AIM OF THE TASK
The data must be written out once more, precisely as given.

EXCERPTED DATA
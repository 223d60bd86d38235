// SPDX-FileCopyrightText: 2026 Pagebot Contributors
// SPDX-License-Identifier: MIT OR Apache-2.0

//! Messenger webhook decoding and verification.

use hmac::{Hmac, Mac};
use pagebot_core::types::{Channel, InboundEvent, PageRef};
use serde::Deserialize;
use sha2::Sha256;
use tracing::debug;

/// Header carrying the body signature.
pub const SIGNATURE_HEADER: &str = "x-hub-signature-256";

/// Top-level webhook body.
#[derive(Debug, Clone, Deserialize)]
pub struct WebhookPayload {
    pub object: String,
    #[serde(default)]
    pub entry: Vec<Entry>,
}

/// One page's batch of events; `id` is the page's external id.
#[derive(Debug, Clone, Deserialize)]
pub struct Entry {
    pub id: String,
    #[serde(default)]
    pub messaging: Vec<MessagingEvent>,
}

#[derive(Debug, Clone, Deserialize)]
pub struct MessagingEvent {
    pub sender: Participant,
    #[serde(default)]
    pub message: Option<Message>,
    #[serde(default)]
    pub postback: Option<Postback>,
}

#[derive(Debug, Clone, Deserialize)]
pub struct Participant {
    pub id: String,
}

#[derive(Debug, Clone, Deserialize)]
pub struct Message {
    #[serde(default)]
    pub text: Option<String>,
    #[serde(default)]
    pub is_echo: bool,
    #[serde(default)]
    pub quick_reply: Option<QuickReply>,
}

#[derive(Debug, Clone, Deserialize)]
pub struct QuickReply {
    pub payload: String,
}

#[derive(Debug, Clone, Deserialize)]
pub struct Postback {
    #[serde(default)]
    pub payload: String,
}

impl WebhookPayload {
    /// Whether this webhook is addressed to pages.
    pub fn is_page_object(&self) -> bool {
        self.object == "page"
    }

    /// Inbound events in delivery order.
    ///
    /// A quick-reply payload replaces the message text; postbacks carry
    /// their payload as text. Echoes and events without text are dropped.
    pub fn events(&self) -> Vec<InboundEvent> {
        self.entry
            .iter()
            .flat_map(|entry| {
                entry.messaging.iter().filter_map(move |event| {
                    let text = event_text(event)?;
                    Some(InboundEvent {
                        channel: Channel::Messenger,
                        page: PageRef::External(entry.id.clone()),
                        sender_id: event.sender.id.clone(),
                        text,
                    })
                })
            })
            .collect()
    }
}

fn event_text(event: &MessagingEvent) -> Option<String> {
    let text = match (&event.message, &event.postback) {
        (Some(message), _) if !message.is_echo => match &message.quick_reply {
            Some(quick_reply) => quick_reply.payload.clone(),
            None => message.text.clone().unwrap_or_default(),
        },
        (Some(_), _) => {
            debug!(sender = event.sender.id.as_str(), "ignoring echo");
            return None;
        }
        (None, Some(postback)) => postback.payload.clone(),
        (None, None) => return None,
    };
    (!text.is_empty()).then_some(text)
}

/// Check an `X-Hub-Signature-256` value (`sha256=<hex>`) against the raw body.
pub fn verify_signature(app_secret: &str, signature: Option<&str>, body: &[u8]) -> bool {
    let Some(signature) = signature else {
        return false;
    };
    let hex_digest = signature.trim();
    let hex_digest = hex_digest.strip_prefix("sha256=").unwrap_or(hex_digest);
    let Ok(expected) = hex::decode(hex_digest) else {
        return false;
    };
    let Ok(mut mac) = Hmac::<Sha256>::new_from_slice(app_secret.as_bytes()) else {
        return false;
    };
    mac.update(body);
    mac.verify_slice(&expected).is_ok()
}

/// Subscription handshake: the challenge to echo, or `None` to refuse.
pub fn verify_subscription(
    mode: Option<&str>,
    token: Option<&str>,
    challenge: Option<&str>,
    expected_token: &str,
) -> Option<String> {
    match (mode, token, challenge) {
        (Some("subscribe"), Some(token), Some(challenge)) if token == expected_token => {
            Some(challenge.to_string())
        }
        _ => None,
    }
}

/// Sign `body` the way Messenger does. Used by tests and tooling.
pub fn sign(app_secret: &str, body: &[u8]) -> String {
    let mut mac = match Hmac::<Sha256>::new_from_slice(app_secret.as_bytes()) {
        Ok(mac) => mac,
        // HMAC accepts keys of any length.
        Err(_) => return String::new(),
    };
    mac.update(body);
    format!("sha256={}", hex::encode(mac.finalize().into_bytes()))
}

ANSWER TO THIS PROBLEM
repository 223d60bd86d38235
// SPDX-FileCopyrightText: 2026 Pagebot Contributors
// SPDX-License-Identifier: MIT OR Apache-2.0

//! Messenger webhook decoding and verification.

use hmac::{Hmac, Mac};
use pagebot_core::types::{Channel, InboundEvent, PageRef};
use serde::Deserialize;
use sha2::Sha256;
use tracing::debug;

/// Header carrying the body signature.
pub const SIGNATURE_HEADER: &str = "x-hub-signature-256";

/// Top-level webhook body.
#[derive(Debug, Clone, Deserialize)]
pub struct WebhookPayload {
    pub object: String,
    #[serde(default)]
    pub entry: Vec<Entry>,
}

/// One page's batch of events; `id` is the page's external id.
#[derive(Debug, Clone, Deserialize)]
pub struct Entry {
    pub id: String,
    #[serde(default)]
    pub messaging: Vec<MessagingEvent>,
}

#[derive(Debug, Clone, Deserialize)]
pub struct MessagingEvent {
    pub sender: Participant,
    #[serde(default)]
    pub message: Option<Message>,
    #[serde(default)]
    pub postback: Option<Postback>,
}

#[derive(Debug, Clone, Deserialize)]
pub struct Participant {
    pub id: String,
}

#[derive(Debug, Clone, Deserialize)]
pub struct Message {
    #[serde(default)]
    pub text: Option<String>,
    #[serde(default)]
    pub is_echo: bool,
    #[serde(default)]
    pub quick_reply: Option<QuickReply>,
}

#[derive(Debug, Clone, Deserialize)]
pub struct QuickReply {
    pub payload: String,
}

#[derive(Debug, Clone, Deserialize)]
pub struct Postback {
    #[serde(default)]
    pub payload: String,
}

impl WebhookPayload {
    /// Whether this webhook is addressed to pages.
    pub fn is_page_object(&self) -> bool {
        self.object == "page"
    }

    /// Inbound events in delivery order.
    ///
    /// A quick-reply payload replaces the message text; postbacks carry
    /// their payload as text. Echoes and events without text are dropped.
    pub fn events(&self) -> Vec<InboundEvent> {
        self.entry
            .iter()
            .flat_map(|entry| {
                entry.messaging.iter().filter_map(move |event| {
                    let text = event_text(event)?;
                    Some(InboundEvent {
                        channel: Channel::Messenger,
                        page: PageRef::External(entry.id.clone()),
                        sender_id: event.sender.id.clone(),
                        text,
                    })
                })
            })
            .collect()
    }
}

fn event_text(event: &MessagingEvent) -> Option<String> {
    let text = match (&event.message, &event.postback) {
        (Some(message), _) if !message.is_echo => match &message.quick_reply {
            Some(quick_reply) => quick_reply.payload.clone(),
            None => message.text.clone().unwrap_or_default(),
        },
        (Some(_), _) => {
            debug!(sender = event.sender.id.as_str(), "ignoring echo");
            return None;
        }
        (None, Some(postback)) => postback.payload.clone(),
        (None, None) => return None,
    };
    (!text.is_empty()).then_some(text)
}

/// Check an `X-Hub-Signature-256` value (`sha256=<hex>`) against the raw body.
pub fn verify_signature(app_secret: &str, signature: Option<&str>, body: &[u8]) -> bool {
    let Some(signature) = signature else {
        return false;
    };
    let hex_digest = signature.trim();
    let hex_digest = hex_digest.strip_prefix("sha256=").unwrap_or(hex_digest);
    let Ok(expected) = hex::decode(hex_digest) else {
        return false;
    };
    let Ok(mut mac) = Hmac::<Sha256>::new_from_slice(app_secret.as_bytes()) else {
        return false;
    };
    mac.update(body);
    mac.verify_slice(&expected).is_ok()
}

/// Subscription handshake: the challenge to echo, or `None` to refuse.
pub fn verify_subscription(
    mode: Option<&str>,
    token: Option<&str>,
    challenge: Option<&str>,
    expected_token: &str,
) -> Option<String> {
    match (mode, token, challenge) {
        (Some("subscribe"), Some(token), Some(challenge)) if token == expected_token => {
            Some(challenge.to_string())
        }
        _ => None,
    }
}

/// Sign `body` the way Messenger does. Used by tests and tooling.
pub fn sign(app_secret: &str, body: &[u8]) -> String {
    let mut mac = match Hmac::<Sha256>::new_from_slice(app_secret.as_bytes()) {
        Ok(mac) => mac,
        // HMAC accepts keys of any length.
        Err(_) => return String::new(),
    };
    mac.update(body);
    format!("sha256={}", hex::encode(mac.finalize().into_bytes()))
}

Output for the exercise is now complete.